* _Action item_: Word for word, copy the line containing "use std::rc::Rc;" and each line after it in the records below, ending with the last line.

* _Source records_:
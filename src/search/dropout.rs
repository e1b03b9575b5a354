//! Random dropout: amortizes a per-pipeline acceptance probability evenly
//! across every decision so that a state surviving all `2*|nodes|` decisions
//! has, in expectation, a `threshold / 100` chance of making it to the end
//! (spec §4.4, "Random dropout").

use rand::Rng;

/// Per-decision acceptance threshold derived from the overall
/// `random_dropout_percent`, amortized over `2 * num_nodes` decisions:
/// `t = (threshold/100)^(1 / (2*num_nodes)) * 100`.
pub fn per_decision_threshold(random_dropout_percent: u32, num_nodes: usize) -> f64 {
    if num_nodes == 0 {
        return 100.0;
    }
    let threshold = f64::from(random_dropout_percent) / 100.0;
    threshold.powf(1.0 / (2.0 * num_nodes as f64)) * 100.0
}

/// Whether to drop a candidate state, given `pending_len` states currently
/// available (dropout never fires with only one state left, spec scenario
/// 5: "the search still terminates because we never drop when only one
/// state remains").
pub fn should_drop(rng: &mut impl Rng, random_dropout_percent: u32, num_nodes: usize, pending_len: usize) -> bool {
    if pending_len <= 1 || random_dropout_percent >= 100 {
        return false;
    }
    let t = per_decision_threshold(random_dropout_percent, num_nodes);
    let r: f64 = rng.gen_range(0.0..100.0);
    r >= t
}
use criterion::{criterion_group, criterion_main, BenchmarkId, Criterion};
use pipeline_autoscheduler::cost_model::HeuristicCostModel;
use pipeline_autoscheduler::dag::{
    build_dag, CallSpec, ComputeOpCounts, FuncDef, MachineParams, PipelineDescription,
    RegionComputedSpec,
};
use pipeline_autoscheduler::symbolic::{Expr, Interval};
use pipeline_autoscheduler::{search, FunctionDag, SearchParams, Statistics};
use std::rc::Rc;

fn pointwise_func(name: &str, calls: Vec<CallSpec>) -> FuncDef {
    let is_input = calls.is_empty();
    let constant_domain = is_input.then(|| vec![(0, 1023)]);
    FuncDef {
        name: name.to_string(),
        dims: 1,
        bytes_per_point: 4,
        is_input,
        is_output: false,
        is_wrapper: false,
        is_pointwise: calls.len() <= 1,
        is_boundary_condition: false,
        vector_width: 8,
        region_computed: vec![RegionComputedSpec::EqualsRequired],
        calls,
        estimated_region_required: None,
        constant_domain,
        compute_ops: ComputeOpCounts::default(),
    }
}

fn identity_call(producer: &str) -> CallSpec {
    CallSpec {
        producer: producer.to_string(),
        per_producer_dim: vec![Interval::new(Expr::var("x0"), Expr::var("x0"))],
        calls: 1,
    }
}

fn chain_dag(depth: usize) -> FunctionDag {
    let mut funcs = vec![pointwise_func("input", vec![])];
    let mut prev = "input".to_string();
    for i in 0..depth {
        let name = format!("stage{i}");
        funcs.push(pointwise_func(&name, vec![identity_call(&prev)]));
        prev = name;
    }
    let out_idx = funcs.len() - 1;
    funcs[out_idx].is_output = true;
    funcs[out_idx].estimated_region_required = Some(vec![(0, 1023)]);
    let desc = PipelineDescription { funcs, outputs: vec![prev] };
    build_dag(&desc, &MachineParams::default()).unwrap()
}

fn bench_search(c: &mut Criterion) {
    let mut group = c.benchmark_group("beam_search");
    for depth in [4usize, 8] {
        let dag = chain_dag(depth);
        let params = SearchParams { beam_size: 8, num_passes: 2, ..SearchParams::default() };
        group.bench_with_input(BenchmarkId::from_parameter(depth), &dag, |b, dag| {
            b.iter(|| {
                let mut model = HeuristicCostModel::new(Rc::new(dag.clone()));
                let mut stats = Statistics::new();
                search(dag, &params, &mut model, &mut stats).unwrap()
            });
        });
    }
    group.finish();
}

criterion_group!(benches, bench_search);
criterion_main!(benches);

* _Output below_:
use std::rc::Rc;

fn pointwise_func(name: &str, calls: Vec<CallSpec>) -> FuncDef {
    let is_input = calls.is_empty();
    let constant_domain = is_input.then(|| vec![(0, 1023)]);
    FuncDef {
        name: name.to_string(),
        dims: 1,
        bytes_per_point: 4,
        is_input,
        is_output: false,
        is_wrapper: false,
        is_pointwise: calls.len() <= 1,
        is_boundary_condition: false,
        vector_width: 8,
        region_computed: vec![RegionComputedSpec::EqualsRequired],
        calls,
        estimated_region_required: None,
        constant_domain,
        compute_ops: ComputeOpCounts::default(),
    }
}

fn identity_call(producer: &str) -> CallSpec {
    CallSpec {
        producer: producer.to_string(),
        per_producer_dim: vec![Interval::new(Expr::var("x0"), Expr::var("x0"))],
        calls: 1,
    }
}

fn chain_dag(depth: usize) -> FunctionDag {
    let mut funcs = vec![pointwise_func("input", vec![])];
    let mut prev = "input".to_string();
    for i in 0..depth {
        let name = format!("stage{i}");
        funcs.push(pointwise_func(&name, vec![identity_call(&prev)]));
        prev = name;
    }
    let out_idx = funcs.len() - 1;
    funcs[out_idx].is_output = true;
    funcs[out_idx].estimated_region_required = Some(vec![(0, 1023)]);
    let desc = PipelineDescription { funcs, outputs: vec![prev] };
    build_dag(&desc, &MachineParams::default()).unwrap()
}

fn bench_search(c: &mut Criterion) {
    let mut group = c.benchmark_group("beam_search");
    for depth in [4usize, 8] {
        let dag = chain_dag(depth);
        let params = SearchParams { beam_size: 8, num_passes: 2, ..SearchParams::default() };
        group.bench_with_input(BenchmarkId::from_parameter(depth), &dag, |b, dag| {
            b.iter(|| {
                let mut model = HeuristicCostModel::new(Rc::new(dag.clone()));
                let mut stats = Statistics::new();
                search(dag, &params, &mut model, &mut stats).unwrap()
            });
        });
    }
    group.finish();
}

criterion_group!(benches, bench_search);
criterion_main!(benches);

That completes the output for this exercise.